ACTION ITEM:
You are to retype all of the data exactly as it appears.

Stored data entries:
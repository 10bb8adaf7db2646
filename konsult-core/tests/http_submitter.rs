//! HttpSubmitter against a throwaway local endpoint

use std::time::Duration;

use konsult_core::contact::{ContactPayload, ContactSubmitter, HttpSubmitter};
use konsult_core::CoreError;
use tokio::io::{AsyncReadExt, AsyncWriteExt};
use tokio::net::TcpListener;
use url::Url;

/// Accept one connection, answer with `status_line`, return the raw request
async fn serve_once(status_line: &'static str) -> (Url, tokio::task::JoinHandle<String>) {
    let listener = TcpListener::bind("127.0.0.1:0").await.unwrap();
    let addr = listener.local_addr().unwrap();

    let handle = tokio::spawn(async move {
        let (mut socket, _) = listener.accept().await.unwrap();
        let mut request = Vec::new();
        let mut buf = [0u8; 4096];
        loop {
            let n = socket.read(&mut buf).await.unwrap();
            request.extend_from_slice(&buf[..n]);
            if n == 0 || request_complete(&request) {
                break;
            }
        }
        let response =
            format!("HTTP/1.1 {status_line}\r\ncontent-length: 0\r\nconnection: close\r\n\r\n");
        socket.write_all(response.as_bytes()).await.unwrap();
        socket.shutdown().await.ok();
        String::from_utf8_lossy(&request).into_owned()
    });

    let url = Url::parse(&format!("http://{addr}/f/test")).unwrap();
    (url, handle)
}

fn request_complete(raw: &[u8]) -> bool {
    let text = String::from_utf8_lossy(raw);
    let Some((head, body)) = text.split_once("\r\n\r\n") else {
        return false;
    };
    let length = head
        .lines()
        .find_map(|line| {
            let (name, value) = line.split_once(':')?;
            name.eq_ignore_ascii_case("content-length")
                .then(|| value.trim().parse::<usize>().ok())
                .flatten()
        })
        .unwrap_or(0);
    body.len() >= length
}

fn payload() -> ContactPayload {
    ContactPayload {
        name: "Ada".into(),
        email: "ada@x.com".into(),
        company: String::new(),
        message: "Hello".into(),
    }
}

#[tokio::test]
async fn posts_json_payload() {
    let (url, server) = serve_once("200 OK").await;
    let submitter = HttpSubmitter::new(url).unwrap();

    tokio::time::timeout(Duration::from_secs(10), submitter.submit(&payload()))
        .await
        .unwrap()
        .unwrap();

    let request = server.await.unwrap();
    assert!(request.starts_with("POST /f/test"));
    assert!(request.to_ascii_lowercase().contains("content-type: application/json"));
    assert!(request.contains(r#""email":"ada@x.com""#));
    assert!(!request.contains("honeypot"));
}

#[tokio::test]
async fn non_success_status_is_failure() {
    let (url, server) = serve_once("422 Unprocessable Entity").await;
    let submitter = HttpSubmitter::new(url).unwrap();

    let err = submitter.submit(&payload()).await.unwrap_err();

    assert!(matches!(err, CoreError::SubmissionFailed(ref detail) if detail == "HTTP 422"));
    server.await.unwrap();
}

ANSWER TO THIS PROBLEM:
repository 10bb8adaf7db2646
filename konsult-core/tests/http_submitter.rs
//! HttpSubmitter against a throwaway local endpoint

use std::time::Duration;

use konsult_core::contact::{ContactPayload, ContactSubmitter, HttpSubmitter};
use konsult_core::CoreError;
use tokio::io::{AsyncReadExt, AsyncWriteExt};
use tokio::net::TcpListener;
use url::Url;

/// Accept one connection, answer with `status_line`, return the raw request
async fn serve_once(status_line: &'static str) -> (Url, tokio::task::JoinHandle<String>) {
    let listener = TcpListener::bind("127.0.0.1:0").await.unwrap();
    let addr = listener.local_addr().unwrap();

    let handle = tokio::spawn(async move {
        let (mut socket, _) = listener.accept().await.unwrap();
        let mut request = Vec::new();
        let mut buf = [0u8; 4096];
        loop {
            let n = socket.read(&mut buf).await.unwrap();
            request.extend_from_slice(&buf[..n]);
            if n == 0 || request_complete(&request) {
                break;
            }
        }
        let response =
            format!("HTTP/1.1 {status_line}\r\ncontent-length: 0\r\nconnection: close\r\n\r\n");
        socket.write_all(response.as_bytes()).await.unwrap();
        socket.shutdown().await.ok();
        String::from_utf8_lossy(&request).into_owned()
    });

    let url = Url::parse(&format!("http://{addr}/f/test")).unwrap();
    (url, handle)
}

fn request_complete(raw: &[u8]) -> bool {
    let text = String::from_utf8_lossy(raw);
    let Some((head, body)) = text.split_once("\r\n\r\n") else {
        return false;
    };
    let length = head
        .lines()
        .find_map(|line| {
            let (name, value) = line.split_once(':')?;
            name.eq_ignore_ascii_case("content-length")
                .then(|| value.trim().parse::<usize>().ok())
                .flatten()
        })
        .unwrap_or(0);
    body.len() >= length
}

fn payload() -> ContactPayload {
    ContactPayload {
        name: "Ada".into(),
        email: "ada@x.com".into(),
        company: String::new(),
        message: "Hello".into(),
    }
}

#[tokio::test]
async fn posts_json_payload() {
    let (url, server) = serve_once("200 OK").await;
    let submitter = HttpSubmitter::new(url).unwrap();

    tokio::time::timeout(Duration::from_secs(10), submitter.submit(&payload()))
        .await
        .unwrap()
        .unwrap();

    let request = server.await.unwrap();
    assert!(request.starts_with("POST /f/test"));
    assert!(request.to_ascii_lowercase().contains("content-type: application/json"));
    assert!(request.contains(r#""email":"ada@x.com""#));
    assert!(!request.contains("honeypot"));
}

#[tokio::test]
async fn non_success_status_is_failure() {
    let (url, server) = serve_once("422 Unprocessable Entity").await;
    let submitter = HttpSubmitter::new(url).unwrap();

    let err = submitter.submit(&payload()).await.unwrap_err();

    assert!(matches!(err, CoreError::SubmissionFailed(ref detail) if detail == "HTTP 422"));
    server.await.unwrap();
}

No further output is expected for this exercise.